Originally recorded by Tom Waits
My ranking: #13

OK, so a lot of people know this one as “The Theme to Season One of The Wire.” I get that. And I accept that my affection for this song is probably colored by my admiration for its use on that show. But it’s not hard to look past that association to an already great song become even greater. Tom Waits’ take on the song is laced with his customary and distinctive irony, a subtle flavoring of the material that, rather than undercutting the song’s spiritual content, seems to afford it a range of plausible interpretations. The Blind Boys of Alabama by contrast serve it up straight, opening a window directly onto a rich musical and spiritual tradition that Waits views through a funhouse mirror. I’m an atheist, but I still know a great spiritual when I hear one.

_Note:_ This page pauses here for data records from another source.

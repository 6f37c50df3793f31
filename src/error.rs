//! Crate-level error types shared across the cache, correlator, and flows.

// self
use crate::_prelude::*;

/// Crate-wide result type alias returning [`Error`] by default.
pub type Result<T, E = Error> = std::result::Result<T, E>;

/// Canonical error exposed by public APIs.
#[derive(Debug, ThisError)]
pub enum Error {
	/// Storage-layer failure.
	#[error("{0}")]
	Storage(
		#[from]
		#[source]
		crate::store::StoreError,
	),
	/// Local configuration problem; fatal at initialization.
	#[error(transparent)]
	Config(#[from] ConfigError),
	/// A resource or client identifier failed validation.
	#[error(transparent)]
	Identifier(#[from] crate::auth::IdentifierError),
	/// An ID token returned by the provider could not be used.
	#[error(transparent)]
	IdToken(#[from] crate::auth::IdTokenError),

	/// No provider response arrived for a silent renewal within the configured window.
	#[error("Token renewal for `{resource}` timed out.")]
	RenewalTimeout {
		/// Resource whose renewal timed out.
		resource: String,
	},
	/// The provider session is gone; an interactive login redirect has been issued.
	#[error("Interaction is required to renew `{resource}`: {code}.")]
	InteractionRequired {
		/// Resource whose renewal failed.
		resource: String,
		/// Provider `error` code.
		code: String,
		/// Provider `error_description`, when supplied.
		description: Option<String>,
	},
	/// Provider reported an error for a renewal; surfaced verbatim.
	#[error("Provider rejected the request for `{resource}`: {code}.")]
	Provider {
		/// Resource whose renewal failed.
		resource: String,
		/// Category assigned by the provider strategy.
		kind: crate::provider::ProviderErrorKind,
		/// Provider `error` code.
		code: String,
		/// Provider `error_description`, when supplied.
		description: Option<String>,
	},
	/// No authenticated user is known; a login redirect is needed.
	#[error("User login is required.")]
	LoginRequired,
	/// No cached user information is available.
	#[error("User information is not available.")]
	UserUnavailable,
	/// The pending renewal was abandoned (logout or cache clear) before a response arrived.
	#[error("Token renewal for `{resource}` was cancelled.")]
	RenewalCancelled {
		/// Resource whose renewal was cancelled.
		resource: String,
	},
}
impl Error {
	/// Returns the provider `error` code carried by provider-originated failures.
	pub fn provider_code(&self) -> Option<&str> {
		match self {
			Self::InteractionRequired { code, .. } | Self::Provider { code, .. } => Some(code),
			_ => None,
		}
	}

	/// `true` when retrying later may succeed without user involvement.
	pub fn is_transient(&self) -> bool {
		matches!(self, Self::Provider { kind: crate::provider::ProviderErrorKind::Transient, .. })
	}
}

/// Configuration and validation failures raised at initialization.
#[derive(Debug, ThisError)]
pub enum ConfigError {
	/// Client identifier was not supplied.
	#[error("Client configuration requires a client id.")]
	MissingClientId,
	/// Redirect URI was not supplied.
	#[error("Client configuration requires a redirect URI.")]
	MissingRedirectUri,
	/// A configured URL could not be parsed.
	#[error("Configured {field} URL is invalid.")]
	InvalidUrl {
		/// Which configuration field failed.
		field: &'static str,
		/// Underlying parsing failure.
		#[source]
		source: url::ParseError,
	},
	/// Provider instance must use HTTPS.
	#[error("The provider instance must use HTTPS: {url}.")]
	InsecureInstance {
		/// Instance URL that failed validation.
		url: String,
	},
	/// A duration setting must be strictly positive.
	#[error("The {field} duration must be positive.")]
	NonPositiveDuration {
		/// Which configuration field failed.
		field: &'static str,
	},
	/// A duration setting must not be negative.
	#[error("The {field} duration must not be negative.")]
	NegativeDuration {
		/// Which configuration field failed.
		field: &'static str,
	},
	/// A configured identifier is invalid.
	#[error("Configured {field} is invalid.")]
	InvalidIdentifier {
		/// Which configuration field failed.
		field: &'static str,
		/// Underlying validation failure.
		#[source]
		source: crate::auth::IdentifierError,
	},
	/// JSON configuration could not be parsed.
	#[error("Configuration JSON is malformed.")]
	Parse {
		/// Structured parsing failure including the offending path.
		#[source]
		source: serde_path_to_error::Error<serde_json::Error>,
	},
	/// A host collaborator the broker cannot run without was not supplied.
	#[error("Broker requires a {name}.")]
	MissingCollaborator {
		/// Which collaborator is missing.
		name: &'static str,
	},
	/// The scheduler could not bind to an async runtime.
	#[error("No async runtime is available for the scheduler.")]
	RuntimeUnavailable,
}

“Mr. Moonlight,” the Beatles

Originally recorded by Dr. Feelgood and the Interns
My ranking: #79

This may well be the most underappreciated and misunderstood track in the Fabs’ canon. Ian MacDonald in Revolution in the Head called it “excruciating.” Jonathan Gould in Can’t Buy Me Love thought it “falls completely flat.” I happen to love John Lennon’s unhinged vocal, the comically straight backing vocals by Paul and George, and of course that organ solo, as though a member of the Lawrence Welk Orchestra popped into the Cavern on a bet and decided to briefly sit in with the house band. In fact, far from being an aberration, this is exactly the kind of song the Beatles loved to do — a vital and often-forgotten element of their greatness. For one thing, it was obscure; it actually came out as a B-side, a favorite tactic of theirs to ensure no competing act would be playing their material. For another, it was goofy — the Beatles relished taking oddities like this and turning them into raving rock n’ roll songs. And finally, it helped to fill out what were often extremely long sets: the Beatles played for as long as eight hours some nights, forcing them not only to become tight, accomplished musicians but also to assimilate nearly any raw material into their act and make it their own. If you had happened to stumble into the Star Club in Hamburg in 1961, or the Cavern in Liverpool, this song or something like it is probably what you would have heard: an R&B relic given an unlikely second life by the greatest cover band in rock history.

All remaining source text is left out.